Ethereum-Based Swell Imports Wrapped Bitcoin to Serve as Liquid Restaking Token

SwBTC generates yield using wBTC – the token pegged 1:1 to BTC that can be put to work in the Ethereum network while retaining the value of the world’s largest cryptocurrency.

Swell’s aim is to extend the business case for restaking to crypto users who to benefit from the store of value offered by bitcoin while also benefiting from yields in other ecosystems.

Ethereum staking project Swell has introduced “swBTC,” a liquid restaking token (LRT), to earn bitcoin holders yield from EigenLayer and rival restaking protocols Symbiotic and Karak.

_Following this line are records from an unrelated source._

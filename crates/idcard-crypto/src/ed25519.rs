//! # Ed25519 Reference Backend
//!
//! [`Ed25519Crypto`] implements the [`Crypto`] capability with a single
//! Ed25519 key per card:
//!
//! - **Signatures**: plain Ed25519 over the given bytes (64-byte output).
//! - **Encryption**: an anonymous sealed box (X25519 + XSalsa20-Poly1305)
//!   addressed to the Montgomery form of the card's Ed25519 key. The
//!   recipient opens it with the X25519 scalar derived from the same
//!   signing key.
//!
//! ## Key Formats
//!
//! - Public keys: the 32-byte compressed Edwards point.
//! - Private keys: the 32-byte Ed25519 seed.
//!
//! ## Security Invariants
//!
//! - `Ed25519PrivateKey` does not implement `Serialize`, `Clone` or a
//!   revealing `Debug`. Seed bytes leave it only inside `Zeroizing`.
//! - The underlying `SigningKey` zeroizes on drop.

use ed25519_dalek::{Signer, Verifier};
use idcard_core::CryptoError;
use rand_core::OsRng;
use zeroize::Zeroizing;

use crate::capability::Crypto;

/// An imported Ed25519 public key.
#[derive(Clone, PartialEq, Eq)]
pub struct Ed25519PublicKey(ed25519_dalek::VerifyingKey);

/// An imported Ed25519 private key.
pub struct Ed25519PrivateKey(ed25519_dalek::SigningKey);

/// Ed25519 signatures with sealed-box encryption to the same key.
#[derive(Debug, Clone, Copy, Default)]
pub struct Ed25519Crypto;

// ---------------------------------------------------------------------------
// Key impls
// ---------------------------------------------------------------------------

impl Ed25519PublicKey {
    /// The raw 32-byte public key.
    pub fn to_bytes(&self) -> [u8; 32] {
        self.0.to_bytes()
    }

    fn sealing_key(&self) -> crypto_box::PublicKey {
        crypto_box::PublicKey::from(self.0.to_montgomery().to_bytes())
    }
}

impl std::fmt::Debug for Ed25519PublicKey {
    fn fmt(&self, f: &mut std::fmt::Formatter<'_>) -> std::fmt::Result {
        let prefix: String = self.0.as_bytes().iter().take(4).map(|b| format!("{b:02x}")).collect();
        write!(f, "Ed25519PublicKey({prefix}...)")
    }
}

impl Ed25519PrivateKey {
    /// Create a private key from a 32-byte seed.
    pub fn from_seed(seed: &[u8; 32]) -> Self {
        Self(ed25519_dalek::SigningKey::from_bytes(seed))
    }

    /// The 32-byte seed, wrapped so it is wiped when dropped.
    pub fn to_seed(&self) -> Zeroizing<[u8; 32]> {
        Zeroizing::new(self.0.to_bytes())
    }

    /// The matching public key.
    pub fn public_key(&self) -> Ed25519PublicKey {
        Ed25519PublicKey(self.0.verifying_key())
    }

    fn opening_key(&self) -> crypto_box::SecretKey {
        let scalar = Zeroizing::new(self.0.to_scalar_bytes());
        crypto_box::SecretKey::from(*scalar)
    }
}

impl std::fmt::Debug for Ed25519PrivateKey {
    fn fmt(&self, f: &mut std::fmt::Formatter<'_>) -> std::fmt::Result {
        write!(f, "Ed25519PrivateKey(<private>)")
    }
}

// ---------------------------------------------------------------------------
// Capability
// ---------------------------------------------------------------------------

impl Crypto for Ed25519Crypto {
    type PublicKey = Ed25519PublicKey;
    type PrivateKey = Ed25519PrivateKey;

    fn import_public_key(&self, raw: &[u8]) -> Result<Ed25519PublicKey, CryptoError> {
        let bytes: [u8; 32] = raw.try_into().map_err(|_| {
            CryptoError::KeyImport(format!(
                "Ed25519 public key must be 32 bytes, got {}",
                raw.len()
            ))
        })?;
        ed25519_dalek::VerifyingKey::from_bytes(&bytes)
            .map(Ed25519PublicKey)
            .map_err(|e| CryptoError::KeyImport(format!("invalid Ed25519 public key: {e}")))
    }

    fn import_private_key(&self, raw: &[u8]) -> Result<Ed25519PrivateKey, CryptoError> {
        let seed: Zeroizing<[u8; 32]> = Zeroizing::new(raw.try_into().map_err(|_| {
            CryptoError::KeyImport(format!(
                "Ed25519 private key seed must be 32 bytes, got {}",
                raw.len()
            ))
        })?);
        Ok(Ed25519PrivateKey::from_seed(&seed))
    }

    fn extract_public_key(&self, private_key: &Ed25519PrivateKey) -> Ed25519PublicKey {
        private_key.public_key()
    }

    fn export_public_key(&self, public_key: &Ed25519PublicKey) -> Vec<u8> {
        public_key.to_bytes().to_vec()
    }

    fn sign(&self, data: &[u8], private_key: &Ed25519PrivateKey) -> Result<Vec<u8>, CryptoError> {
        Ok(private_key.0.sign(data).to_bytes().to_vec())
    }

    fn verify(
        &self,
        data: &[u8],
        signature: &[u8],
        public_key: &Ed25519PublicKey,
    ) -> Result<bool, CryptoError> {
        let Ok(bytes) = <[u8; 64]>::try_from(signature) else {
            return Ok(false);
        };
        let sig = ed25519_dalek::Signature::from_bytes(&bytes);
        Ok(public_key.0.verify(data, &sig).is_ok())
    }

    fn encrypt(&self, data: &[u8], public_key: &Ed25519PublicKey) -> Result<Vec<u8>, CryptoError> {
        public_key
            .sealing_key()
            .seal(&mut OsRng, data)
            .map_err(|_| CryptoError::Encryption("sealed box construction failed".to_string()))
    }

    fn decrypt(&self, data: &[u8], private_key: &Ed25519PrivateKey) -> Result<Vec<u8>, CryptoError> {
        private_key
            .opening_key()
            .unseal(data)
            .map_err(|_| CryptoError::Decryption("sealed box did not open".to_string()))
    }
}
//! # idcard-model: Signed Card Models
//!
//! The multi-party signing protocol for identity cards:
//!
//! - **Signature** (`signature.rs`): a signer id plus raw signature bytes.
//!
//! - **SignedModel** (`signed_model.rs`): an immutable content snapshot and
//!   the ordered, duplicate-free set of signatures over it, with its base64,
//!   JSON and envelope encodings.
//!
//! - **RequestSigner** (`signer.rs`): the single signing path shared by the
//!   owner, application authorities, and the issuing service.
//!
//! - **Requests** (`request.rs`): application-scope and global card creation
//!   requests and their transport body.
//!
//! - **Verifier** (`verifier.rs`): per-signature verification reports.
//!
//! ## Security Invariant
//!
//! Every signature is computed over the exact snapshot bytes. Nothing in this
//! crate re-serializes content between signing and verification.
//!
//! ## Crate Policy
//!
//! - Depends on `idcard-core` and `idcard-crypto` internally.
//! - Generic over the `Crypto` capability; no backend is assumed outside
//!   tests.

pub mod request;
pub mod signature;
pub mod signed_model;
pub mod signer;
pub mod verifier;

pub use request::{
    CreateCardRequest, CreateCardRequestBuilder, CreateGlobalCardRequest, CustomFields,
    RequestBody, ValidationToken,
};
pub use signature::Signature;
pub use signed_model::SignedModel;
pub use signer::{RequestSigner, SignableRequest};
pub use verifier::{SignatureCheck, SignatureVerifier, VerifyError};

SwBTC generates yield using wBTC, the token pegged 1:1 to BTC that can be put to work in the Ethereum network while retaining the value of the world’s largest cryptocurrency.

Users can deposit their wBTC to get swBTC in return, with yield expected to start flowing from mid-September, according to an announcement shared with CoinDesk on Wednesday.

Restaking is where ether (ETH) tokens that are deposited as security for the Ethereum network, a process known as staking, can be repurposed to secure other blockchains and protocols.

Swell’s aim is to extend the business case for restaking to crypto users who to benefit from the store of value offered by bitcoin while also benefiting from yields in other ecosystems.

“Swell’s roots are in Ethereum. But we are bullish on restaking across the blockchain ecosystem,” Swell founder Daniel Dizon said in the announcement. “That’s why we’ve launched a liquid restaking token for Bitcoin that will… help up to $1 trillion of bitcoin liquidity start flowing into DeFi.”